WHAT IS REQUIRED:
After finding the line with "use sqlx::PgPool;" in the data below, set down exactly each line through the one with "-> Arc<dyn AccessControlQueryService>", inclusive, and stop there.

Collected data
++++++
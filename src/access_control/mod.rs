use std::sync::Arc;

use axum::Router;
use sqlx::PgPool;

use crate::{
    access_control::{
        application::{
            acl::access_control_facade_impl::AccessControlFacadeImpl,
            query_services::access_control_query_service_impl::AccessControlQueryServiceImpl,
        },
        domain::services::access_control_query_service::AccessControlQueryService,
        infrastructure::persistence::repositories::postgres::sqlx_authorization_decision_audit_repository_impl::SqlxAuthorizationDecisionAuditRepositoryImpl,
        interfaces::{
            acl::access_control_facade::AccessControlFacade,
            rest::controllers::access_control_rest_controller::{
                AccessControlRestControllerState, router,
            },
        },
    },
    config::app_config::AppConfig,
    iam_integration::interfaces::acl::identity_context_facade::IdentityContextFacade,
};

pub mod application;
pub mod domain;
pub mod infrastructure;
pub mod interfaces;

pub fn build_access_control_query_service(
    pool: PgPool,
    config: &AppConfig,
) -> Arc<dyn AccessControlQueryService> {
    let audit_repository = Arc::new(SqlxAuthorizationDecisionAuditRepositoryImpl::new(pool));
    Arc::new(AccessControlQueryServiceImpl::new(
        audit_repository,
        config.retry_policy(),
    ))
}

pub fn build_access_control_facade(
    query_service: Arc<dyn AccessControlQueryService>,
) -> Arc<dyn AccessControlFacade> {
    Arc::new(AccessControlFacadeImpl::new(query_service))
}

pub fn build_access_control_router(
    query_service: Arc<dyn AccessControlQueryService>,
    identity_context: Arc<dyn IdentityContextFacade>,
) -> Router {
    router(AccessControlRestControllerState {
        query_service,
        identity_context,
    })
}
++++++
ANSWER BOX:
use sqlx::PgPool;

use crate::{
    access_control::{
        application::{
            acl::access_control_facade_impl::AccessControlFacadeImpl,
            query_services::access_control_query_service_impl::AccessControlQueryServiceImpl,
        },
        domain::services::access_control_query_service::AccessControlQueryService,
        infrastructure::persistence::repositories::postgres::sqlx_authorization_decision_audit_repository_impl::SqlxAuthorizationDecisionAuditRepositoryImpl,
        interfaces::{
            acl::access_control_facade::AccessControlFacade,
            rest::controllers::access_control_rest_controller::{
                AccessControlRestControllerState, router,
            },
        },
    },
    config::app_config::AppConfig,
    iam_integration::interfaces::acl::identity_context_facade::IdentityContextFacade,
};

pub mod application;
pub mod domain;
pub mod infrastructure;
pub mod interfaces;

pub fn build_access_control_query_service(
    pool: PgPool,
    config: &AppConfig,
) -> Arc<dyn AccessControlQueryService> {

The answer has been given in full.